PyPI version Python License: MIT

The evidence layer for context engineering. Profile before you prune.

context-profiler turns raw provider requests, observability exports, and agent trajectories into evidence about how context grows, repeats, and concentrates — so you know what to compact and where it's safe to cut.

context-profiler: Icicle view showing token distribution across a 31-turn SWE-agent session

Why

Compression tools (LLMLingua, /compact, Mem0) execute blindly. They don't tell you what's redundant, what's safe to remove, or what downstream references will break. context-profiler fills the missing step:

trace → profile → human review → prune/compact decision

Built for both humans and agents:

  • HTML reports — interactive timeline, icicle, persistence heatmap, tools, diff, findings
  • JSON contracts — stable issue codes and evidence for automated agent workflows
  • Trace-source agnostic — same analysis across OpenAI, Anthropic, Langfuse, and public trajectory datasets

Report Views

Icicle view with semantic color and diff mode
Icicle
Token distribution per request. Semantic color by role, diff mode for additions/removals.
Persistence heatmap showing content blocks across requests
Persistence
Which content blocks survive across turns. Blue = token cost. Red = compact candidate.
Tools view with token table and invocation detail
Tools
Which tools dominate the context budget and their invocation details.
Findings drawer with grouped diagnosis issues
Findings
Issue codes with severity, evidence, and actionable recommendations.

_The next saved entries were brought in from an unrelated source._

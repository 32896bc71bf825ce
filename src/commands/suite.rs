//! `vibe suite` - saved suites on the server

use serde_json::json;
use tokio::runtime::Runtime;

use crate::cli::{Cli, OutputFormat, SuiteCommands};
use crate::commands::dispatch::{connect, print_json};
use crate::commands::render::{CharWidth, Renderer};
use vibecheck_core::error::Result;
use vibecheck_core::suite;

pub fn execute(cli: &Cli, runtime: &Runtime, command: &SuiteCommands) -> Result<()> {
    let client = connect(cli)?;

    match command {
        SuiteCommands::Save { file } => {
            let (suite, yaml) = suite::load_with_source(file)?;
            runtime.block_on(client.save_suite(&suite, Some(&yaml)))?;
            match cli.format {
                OutputFormat::Json => print_json(&json!({ "saved": suite.metadata.name })),
                OutputFormat::Human => {
                    if !cli.quiet {
                        println!("Saved suite {}", suite.metadata.name);
                    }
                    Ok(())
                }
            }
        }

        SuiteCommands::List => {
            let suites = runtime.block_on(client.list_suites())?;
            match cli.format {
                OutputFormat::Json => print_json(&suites),
                OutputFormat::Human => {
                    if suites.is_empty() {
                        if !cli.quiet {
                            println!("No saved suites");
                        }
                        return Ok(());
                    }
                    let renderer = Renderer::new(&CharWidth)?;
                    let width = renderer.column_width(suites.iter().map(|s| s.name.as_str()));
                    for info in &suites {
                        let mut line = renderer.pad(&info.name, width);
                        if let Some(model) = &info.model {
                            line.push_str(&format!("  {}", model));
                        }
                        if let Some(count) = info.eval_count {
                            line.push_str(&format!("  {} evals", count));
                        }
                        if let Some(updated) = info.updated_at {
                            line.push_str(&format!("  {}", updated.format("%Y-%m-%d %H:%M")));
                        }
                        println!("{}", line.trim_end());
                    }
                    Ok(())
                }
            }
        }

        SuiteCommands::Get { name } => {
            let saved = runtime.block_on(client.get_suite(name))?;
            match cli.format {
                OutputFormat::Json => print_json(&saved),
                OutputFormat::Human => {
                    let yaml = match saved.yaml_content {
                        Some(yaml) => yaml,
                        None => suite::to_yaml(&saved.eval_suite)?,
                    };
                    print!("{}", yaml);
                    Ok(())
                }
            }
        }
    }
}
//! Check kinds and per-kind interpretation of check results.
//!
//! Checks execute on the server; the client only needs to name them
//! correctly on the way out and explain their outcomes on the way back.

pub mod explain;

pub use explain::{explain, CheckDetail};

use serde::{Deserialize, Serialize};
use std::fmt;

/// Wire tag of a check or check result.
#[derive(Debug, Clone, Copy, PartialEq, Eq, Hash, Serialize, Deserialize)]
#[serde(rename_all = "snake_case")]
pub enum CheckKind {
    Match,
    NotMatch,
    MinTokens,
    MaxTokens,
    Semantic,
    LlmJudge,
    /// OR-group wrapper; results of this kind carry children
    Or,
}

impl CheckKind {
    /// Kinds that may appear as a single check (everything but `or`).
    pub const CHECKS: [CheckKind; 6] = [
        CheckKind::Match,
        CheckKind::NotMatch,
        CheckKind::MinTokens,
        CheckKind::MaxTokens,
        CheckKind::Semantic,
        CheckKind::LlmJudge,
    ];

    pub fn as_str(&self) -> &'static str {
        match self {
            CheckKind::Match => "match",
            CheckKind::NotMatch => "not_match",
            CheckKind::MinTokens => "min_tokens",
            CheckKind::MaxTokens => "max_tokens",
            CheckKind::Semantic => "semantic",
            CheckKind::LlmJudge => "llm_judge",
            CheckKind::Or => "or",
        }
    }

    /// Parse a wire tag. Unknown tags yield `None`.
    pub fn from_tag(tag: &str) -> Option<Self> {
        match tag {
            "match" => Some(CheckKind::Match),
            "not_match" => Some(CheckKind::NotMatch),
            "min_tokens" => Some(CheckKind::MinTokens),
            "max_tokens" => Some(CheckKind::MaxTokens),
            "semantic" => Some(CheckKind::Semantic),
            "llm_judge" => Some(CheckKind::LlmJudge),
            "or" => Some(CheckKind::Or),
            _ => None,
        }
    }

    pub fn check_tags() -> Vec<&'static str> {
        Self::CHECKS.iter().map(CheckKind::as_str).collect()
    }
}

impl fmt::Display for CheckKind {
    fn fmt(&self, f: &mut fmt::Formatter<'_>) -> fmt::Result {
        f.write_str(self.as_str())
    }
}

Findings Across Public Datasets

Profiled on real multi-turn agent trajectories from public benchmarks:

Dataset Domain Turns Total Tokens Redundancy Top Issue Carryover
SWE-agent Coding agent 31 27.1K 26.9% REPEATED_CONTENT_BLOCK 231K across 20 blocks
lmcache KV-cache traces 35 36.5K 1.4% REPEATED_CONTENT_BLOCK 403K across 20 blocks
OpenHands Tool-heavy agent 34 23.9K 0.2% REPEATED_CONTENT_BLOCK 383K across 20 blocks

All examples are included in examples/ with conversion scripts and pre-converted session files.

Install

For agent/CLI use, prefer an isolated executable install:

pipx install context-profiler
# or
uv tool install context-profiler
context-profiler --version
which -a context-profiler  # ensure a stale executable is not shadowing pipx/uv

Or install from source:

git clone https://github.com/Turdot/context-profiler.git
cd context-profiler
uv tool install -e .
# for local development in this repo:
PYTHONPATH=src uv run context-profiler --version

Quick Start

Analyze a multi-turn agent session (SWE-agent trajectory included):

context-profiler analyze examples/swe_agent/session.jsonl --format openai --html report.html

Analyze a raw provider request:

context-profiler analyze request.json --format auto
context-profiler diagnose request.json --format auto --json

Analyze a Langfuse export:

context-profiler validate trace.json --format langfuse --json
context-profiler diagnose trace.json --format langfuse --json
context-profiler analyze trace.json --format langfuse --html report.html

Fetch a Langfuse trace through the public API, then analyze it:

TRACE_ID="<trace-id>"
HOST="${LANGFUSE_HOST%/}"
OUT="/tmp/langfuse-trace-${TRACE_ID}"
mkdir -p "$OUT"

curl -fsS \
  -u "$LANGFUSE_PUBLIC_KEY:$LANGFUSE_SECRET_KEY" \
  "$HOST/api/public/traces/$TRACE_ID" \
  -o "$OUT/trace.json"

curl -fsS \
  -u "$LANGFUSE_PUBLIC_KEY:$LANGFUSE_SECRET_KEY" \
  "$HOST/api/public/observations?traceId=$TRACE_ID&limit=100&page=1" \
  -o "$OUT/observations-page-1.json"

context-profiler diagnose "$OUT/trace.json" --format langfuse --json

Analyze a public academic agent trajectory:

context-profiler diagnose examples/agent-trace/sample.json --format agent-trace --json
context-profiler analyze examples/agent-trace/sample.json --format agent-trace --html report.html

Generate an interactive report:

context-profiler analyze session.jsonl --html report.html

CLI Output

The terminal report gives a quick read on context budget, repeated content, and tool hotspots before you open the HTML report.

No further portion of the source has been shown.